她伸手轻轻扶住他的手臂。陆知衍这才感觉到自己身体的僵硬,像一尊被冻住的雕塑。他深吸一口气,晚宴厅里混杂的香水味、食物香气、酒精气息涌入鼻腔,形成一种令人窒息的馥郁。
“好。”他的声音有些哑。
苏清然向王董等人礼貌致歉,说陆总有些不适需要提前离场。
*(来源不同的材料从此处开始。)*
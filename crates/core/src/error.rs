//! Error types for the scid-sync system.

use std::path::PathBuf;
use thiserror::Error;

/// Result type alias using our Error type.
pub type Result<T> = std::result::Result<T, Error>;

/// Main error type for the scid-sync system.
#[derive(Error, Debug)]
pub enum Error {
    /// Corrupt or unsupported binary layout.
    #[error("Format error at byte offset {offset}: {reason}")]
    Format { offset: u64, reason: String },

    /// Invalid configuration (overlapping or missing contract windows, bad names).
    #[error("Configuration error: {0}")]
    Config(String),

    /// Store failure that may succeed when retried (timeout, busy, reset).
    #[error("Transient store error: {0}")]
    TransientStore(String),

    /// Store failure that is not attributable to expected duplication.
    #[error("Persistent store error: {0}")]
    PersistentStore(String),

    /// Unreadable or partial checkpoint state. Requires operator action.
    #[error("Checkpoint corrupted at {}: {reason}", path.display())]
    CheckpointCorruption { path: PathBuf, reason: String },

    /// The run was cancelled at a state boundary.
    #[error("Cancelled")]
    Cancelled,

    /// I/O error.
    #[error("I/O error: {0}")]
    Io(#[from] std::io::Error),

    /// JSON serialization/deserialization error.
    #[error("JSON error: {0}")]
    Json(#[from] serde_json::Error),
}

impl Error {
    /// Create a format error at the given byte offset.
    pub fn format(offset: u64, reason: impl Into<String>) -> Self {
        Error::Format {
            offset,
            reason: reason.into(),
        }
    }

    /// Create a configuration error.
    pub fn config(msg: impl Into<String>) -> Self {
        Error::Config(msg.into())
    }

    /// Create a transient store error.
    pub fn transient_store(msg: impl Into<String>) -> Self {
        Error::TransientStore(msg.into())
    }

    /// Create a persistent store error.
    pub fn persistent_store(msg: impl Into<String>) -> Self {
        Error::PersistentStore(msg.into())
    }

    /// Create a checkpoint corruption error.
    pub fn checkpoint_corruption(path: impl Into<PathBuf>, reason: impl Into<String>) -> Self {
        Error::CheckpointCorruption {
            path: path.into(),
            reason: reason.into(),
        }
    }

    /// Whether the operation that produced this error may be retried in place.
    pub fn is_transient(&self) -> bool {
        matches!(self, Error::TransientStore(_))
    }
}
//! Lazy, restartable tick streams over one contract file.
//!
//! The header is validated once on open. Resuming by raw time uses a binary
//! search over record slots, which relies on `raw_time` being non-decreasing
//! within a file; the stream itself re-checks that invariant while reading.

use crate::decoder::{FileHeader, RawRecord, RecordDecoder, HEADER_SIZE, RECORD_SIZE};
use scid_core::{Error, RawTime, Result, Tick};
use std::fs::File;
use std::io::{BufReader, Read, Seek, SeekFrom};
use std::path::{Path, PathBuf};

/// Read buffer for streaming.
const STREAM_BUFFER_SIZE: usize = 256 * 1024;

/// Where a stream starts.
#[derive(Debug, Clone, Copy, PartialEq, Eq)]
pub enum ResumePoint {
    /// First record of the file.
    Start,
    /// First record with `raw_time >= t`.
    FromRawTime(RawTime),
    /// First record with `raw_time > t`.
    AfterRawTime(RawTime),
    /// Record slot at this byte offset (just past the last consumed record).
    ByteOffset(u64),
}

/// One open contract file.
pub struct FileCursor {
    path: PathBuf,
    file: File,
    header: FileHeader,
    decoder: RecordDecoder,
    record_count: u64,
}

impl std::fmt::Debug for FileCursor {
    fn fmt(&self, f: &mut std::fmt::Formatter<'_>) -> std::fmt::Result {
        f.debug_struct("FileCursor")
            .field("path", &self.path)
            .field("contract", &self.decoder.contract())
            .field("record_count", &self.record_count)
            .finish()
    }
}

impl FileCursor {
    /// Open a file and validate its header and length.
    pub fn open(path: impl AsRef<Path>, contract: &str) -> Result<Self> {
        let path = path.as_ref().to_path_buf();
        let mut file = File::open(&path)?;
        let file_len = file.metadata()?.len();

        let mut head = Vec::with_capacity(HEADER_SIZE);
        (&mut file).take(HEADER_SIZE as u64).read_to_end(&mut head)?;
        let header = RecordDecoder::decode_header(&head)?;
        let record_count = RecordDecoder::record_count(&header, file_len)?;

        tracing::debug!(
            path = %path.display(),
            contract,
            version = header.version,
            records = record_count,
            "opened contract file"
        );

        Ok(Self {
            path,
            file,
            header,
            decoder: RecordDecoder::new(contract),
            record_count,
        })
    }

    /// Path of the underlying file.
    pub fn path(&self) -> &Path {
        &self.path
    }

    /// Contract code stamped on ticks.
    pub fn contract(&self) -> &str {
        self.decoder.contract()
    }

    /// Number of record slots at open time.
    pub fn record_count(&self) -> u64 {
        self.record_count
    }

    /// Byte offset of a slot.
    #[inline]
    pub fn slot_offset(&self, slot: u64) -> u64 {
        self.header.data_offset() + slot * RECORD_SIZE as u64
    }

    /// Read the raw time stored in a slot.
    pub fn raw_time_at(&self, slot: u64) -> Result<RawTime> {
        let offset = self.slot_offset(slot);
        let mut file = &self.file;
        file.seek(SeekFrom::Start(offset))?;
        let mut buf = [0u8; 8];
        file.read_exact(&mut buf)?;
        Ok(RawRecord::raw_time_of(&buf))
    }

    /// First slot for which `pred(raw_time)` is false.
    fn partition_point(&self, pred: impl Fn(RawTime) -> bool) -> Result<u64> {
        let (mut lo, mut hi) = (0u64, self.record_count);
        while lo < hi {
            let mid = lo + (hi - lo) / 2;
            if pred(self.raw_time_at(mid)?) {
                lo = mid + 1;
            } else {
                hi = mid;
            }
        }
        Ok(lo)
    }

    /// Resolve a resume point to a slot index in `0..=record_count`.
    pub fn locate(&self, point: ResumePoint) -> Result<u64> {
        match point {
            ResumePoint::Start => Ok(0),
            ResumePoint::FromRawTime(t) => self.partition_point(|raw| raw < t),
            ResumePoint::AfterRawTime(t) => self.partition_point(|raw| raw <= t),
            ResumePoint::ByteOffset(offset) => {
                let data_offset = self.header.data_offset();
                let end = self.slot_offset(self.record_count);
                if offset < data_offset
                    || offset > end
                    || (offset - data_offset) % RECORD_SIZE as u64 != 0
                {
                    return Err(Error::format(
                        offset,
                        format!(
                            "resume offset is not a record boundary in {}",
                            self.path.display()
                        ),
                    ));
                }
                Ok((offset - data_offset) / RECORD_SIZE as u64)
            }
        }
    }

    /// Stream ticks starting at the resume point.
    ///
    /// Calling this again with the same point yields the same sequence.
    pub fn resume_at(&mut self, point: ResumePoint) -> Result<Ticks<'_>> {
        let start_slot = self.locate(point)?;
        let offset = self.slot_offset(start_slot);
        let mut reader = BufReader::with_capacity(STREAM_BUFFER_SIZE, &self.file);
        reader.seek(SeekFrom::Start(offset))?;

        Ok(Ticks {
            reader,
            decoder: &self.decoder,
            data_offset: self.header.data_offset(),
            next_slot: start_slot,
            end_slot: self.record_count,
            last_raw_time: None,
            done: false,
        })
    }
}

/// Finite tick sequence produced by [`FileCursor::resume_at`].
pub struct Ticks<'a> {
    reader: BufReader<&'a File>,
    decoder: &'a RecordDecoder,
    data_offset: u64,
    next_slot: u64,
    end_slot: u64,
    last_raw_time: Option<RawTime>,
    done: bool,
}

impl Ticks<'_> {
    /// Byte offset just past the last yielded record.
    pub fn byte_position(&self) -> u64 {
        self.data_offset + self.next_slot * RECORD_SIZE as u64
    }

    /// Slots not yet yielded.
    pub fn remaining(&self) -> u64 {
        self.end_slot - self.next_slot
    }

    fn read_next(&mut self) -> Result<Tick> {
        let offset = self.byte_position();
        let mut buf = [0u8; RECORD_SIZE];
        self.reader.read_exact(&mut buf)?;
        let tick = self.decoder.decode(&buf, offset)?;

        if let Some(last) = self.last_raw_time {
            if tick.raw_time < last {
                return Err(Error::format(
                    offset,
                    format!("raw_time {} decreases after {}", tick.raw_time, last),
                ));
            }
        }
        self.last_raw_time = Some(tick.raw_time);
        self.next_slot += 1;
        Ok(tick)
    }
}

impl Iterator for Ticks<'_> {
    type Item = Result<Tick>;

    fn next(&mut self) -> Option<Self::Item> {
        if self.done || self.next_slot >= self.end_slot {
            return None;
        }
        let result = self.read_next();
        if result.is_err() {
            self.done = true;
        }
        Some(result)
    }

    fn size_hint(&self) -> (usize, Option<usize>) {
        let remaining = if self.done { 0 } else { self.remaining() as usize };
        (0, Some(remaining))
    }
}

impl std::iter::FusedIterator for Ticks<'_> {}

#[cfg(test)]
mod tests {
    use super::*;
    use crate::writer::ScidWriter;
    use tempfile::TempDir;

    fn make_record(raw_time: i64) -> RawRecord {
        RawRecord {
            raw_time,
            open: 0.0,
            high: 100.25,
            low: 99.75,
            close: 100.0,
            num_trades: 1,
            volume: 1,
            bid_volume: 1,
            ask_volume: 0,
        }
    }

    fn write_file(dir: &TempDir, name: &str, times: &[i64]) -> PathBuf {
        let path = dir.path().join(name);
        let mut writer = ScidWriter::create(&path).unwrap();
        for &t in times {
            writer.write_record(&make_record(t)).unwrap();
        }
        writer.finish().unwrap();
        path
    }

    fn collect_times(cursor: &mut FileCursor, point: ResumePoint) -> Vec<i64> {
        cursor
            .resume_at(point)
            .unwrap()
            .map(|t| t.unwrap().raw_time)
            .collect()
    }

    #[test]
    fn test_stream_from_start() {
        let dir = TempDir::new().unwrap();
        let path = write_file(&dir, "ESZ24.scid", &[1000, 2000]);
        let mut cursor = FileCursor::open(&path, "ESZ24").unwrap();

        assert_eq!(cursor.record_count(), 2);
        assert_eq!(collect_times(&mut cursor, ResumePoint::Start), vec![1000, 2000]);
    }

    #[test]
    fn test_resume_after_raw_time() {
        let dir = TempDir::new().unwrap();
        let path = write_file(&dir, "ESZ24.scid", &[10, 20, 20, 30, 40]);
        let mut cursor = FileCursor::open(&path, "ESZ24").unwrap();

        assert_eq!(collect_times(&mut cursor, ResumePoint::AfterRawTime(20)), vec![30, 40]);
        assert_eq!(collect_times(&mut cursor, ResumePoint::AfterRawTime(5)).len(), 5);
        assert!(collect_times(&mut cursor, ResumePoint::AfterRawTime(40)).is_empty());
    }

    #[test]
    fn test_resume_from_raw_time_inclusive() {
        let dir = TempDir::new().unwrap();
        let path = write_file(&dir, "ESZ24.scid", &[10, 20, 20, 30]);
        let mut cursor = FileCursor::open(&path, "ESZ24").unwrap();

        assert_eq!(
            collect_times(&mut cursor, ResumePoint::FromRawTime(20)),
            vec![20, 20, 30]
        );
        assert_eq!(collect_times(&mut cursor, ResumePoint::FromRawTime(25)), vec![30]);
    }

    #[test]
    fn test_resume_by_byte_offset() {
        let dir = TempDir::new().unwrap();
        let path = write_file(&dir, "ESZ24.scid", &[10, 20, 30]);
        let mut cursor = FileCursor::open(&path, "ESZ24").unwrap();

        let offset = cursor.slot_offset(1);
        assert_eq!(collect_times(&mut cursor, ResumePoint::ByteOffset(offset)), vec![20, 30]);

        let end = cursor.slot_offset(3);
        assert!(collect_times(&mut cursor, ResumePoint::ByteOffset(end)).is_empty());
    }

    #[test]
    fn test_misaligned_byte_offset_rejected() {
        let dir = TempDir::new().unwrap();
        let path = write_file(&dir, "ESZ24.scid", &[10, 20]);
        let mut cursor = FileCursor::open(&path, "ESZ24").unwrap();

        assert!(matches!(
            cursor.resume_at(ResumePoint::ByteOffset(60)),
            Err(Error::Format { offset: 60, .. })
        ));
        assert!(matches!(
            cursor.resume_at(ResumePoint::ByteOffset(10)),
            Err(Error::Format { .. })
        ));
    }

    #[test]
    fn test_restart_is_deterministic() {
        let dir = TempDir::new().unwrap();
        let path = write_file(&dir, "ESZ24.scid", &[1, 2, 3, 4, 5, 6]);
        let mut cursor = FileCursor::open(&path, "ESZ24").unwrap();

        let first = collect_times(&mut cursor, ResumePoint::AfterRawTime(3));
        let second = collect_times(&mut cursor, ResumePoint::AfterRawTime(3));
        assert_eq!(first, second);
        assert_eq!(first, vec![4, 5, 6]);
    }

    #[test]
    fn test_position_tracks_consumed_records() {
        let dir = TempDir::new().unwrap();
        let path = write_file(&dir, "ESZ24.scid", &[1, 2, 3]);
        let mut cursor = FileCursor::open(&path, "ESZ24").unwrap();

        let mut ticks = cursor.resume_at(ResumePoint::Start).unwrap();
        assert_eq!(ticks.byte_position(), HEADER_SIZE as u64);
        ticks.next().unwrap().unwrap();
        assert_eq!(ticks.byte_position(), (HEADER_SIZE + RECORD_SIZE) as u64);
        assert_eq!(ticks.remaining(), 2);
    }

    #[test]
    fn test_position_follows_each_yielded_record() {
        let dir = TempDir::new().unwrap();
        let path = write_file(&dir, "ESZ24.scid", &[1, 2, 3]);
        let mut cursor = FileCursor::open(&path, "ESZ24").unwrap();

        let mut ticks = cursor.resume_at(ResumePoint::AfterRawTime(1)).unwrap();
        let mut offsets = Vec::new();
        while let Some(tick) = ticks.next() {
            tick.unwrap();
            offsets.push(ticks.byte_position());
        }
        let base = HEADER_SIZE as u64;
        let step = RECORD_SIZE as u64;
        assert_eq!(offsets, vec![base + 2 * step, base + 3 * step]);
    }

    #[test]
    fn test_non_monotonic_file_fails() {
        let dir = TempDir::new().unwrap();
        let path = write_file(&dir, "ESZ24.scid", &[10, 30, 20]);
        let mut cursor = FileCursor::open(&path, "ESZ24").unwrap();

        let results: Vec<_> = cursor.resume_at(ResumePoint::Start).unwrap().collect();
        assert_eq!(results.len(), 3);
        match &results[2] {
            Err(Error::Format { offset, .. }) => {
                assert_eq!(*offset, (HEADER_SIZE + 2 * RECORD_SIZE) as u64)
            }
            other => panic!("unexpected result {other:?}"),
        }
    }

    #[test]
    fn test_truncated_file_rejected_on_open() {
        let dir = TempDir::new().unwrap();
        let path = write_file(&dir, "ESZ24.scid", &[10, 20]);
        let mut bytes = std::fs::read(&path).unwrap();
        bytes.truncate(bytes.len() - 5);
        std::fs::write(&path, bytes).unwrap();

        assert!(matches!(
            FileCursor::open(&path, "ESZ24"),
            Err(Error::Format { .. })
        ));
    }

    #[test]
    fn test_empty_file_has_no_ticks() {
        let dir = TempDir::new().unwrap();
        let path = write_file(&dir, "ESZ24.scid", &[]);
        let mut cursor = FileCursor::open(&path, "ESZ24").unwrap();
        assert_eq!(cursor.record_count(), 0);
        assert!(collect_times(&mut cursor, ResumePoint::FromRawTime(0)).is_empty());
    }
}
众人理解地点头,目光里却藏着各种揣测——关于刚才那支舞,关于陆知衍失态摔碎的酒杯,关于这位年轻企业家与当红女星之间说不清道不明的关系。
走出宴会厅,夜风扑面而来。
十月的晚风已经带着凉意,吹散了刚才室内的闷热。陆知衍下意识打了个寒颤。苏清然脱下自己的米白色羊绒披肩,轻轻搭在他肩上。
“不用——”
“披着吧。”她的声音很轻,却不容反驳。
司机已经将车开到门口。黑色的宾利在夜色中泛着冷硬的光泽。苏清然拉开车门,陆知衍坐进后座。车内弥漫着她惯用的香水味——雪松混合着淡淡的柑橘调,清冷而克制,与刚才宴会厅里那些甜腻的香气截然不同。
车门关上,世界瞬间安静下来。
车窗外的城市夜景开始流动,霓虹灯在玻璃上拖出长长的光带。陆知衍靠在座椅上,闭上眼。酒精的后劲开始上涌,太阳穴突突地跳着疼。脑海里反复播放着刚才的画面——沈时宜在顾辰臂弯里旋转的侧脸,她看向自己时那双盛满疏离的眼睛,还有她转身离去时珍珠白裙摆划过的弧度。
每一个细节都像细针,扎进心脏最柔软的地方。
“喝点水。”苏清然递过来一瓶矿泉水。
瓶身冰凉,握在手里能感觉到里面液体的晃动。陆知衍拧开瓶盖,喝了一大口。冷水滑过喉咙,稍微缓解了酒精带来的灼烧感。
车内安静得能听见空调出风口的细微声响。
苏清然没有立刻说话。她只是侧头看着窗外,手指轻轻摩挲着真皮座椅的边缘。这个动作陆知衍很熟悉——她在思考,或者犹豫。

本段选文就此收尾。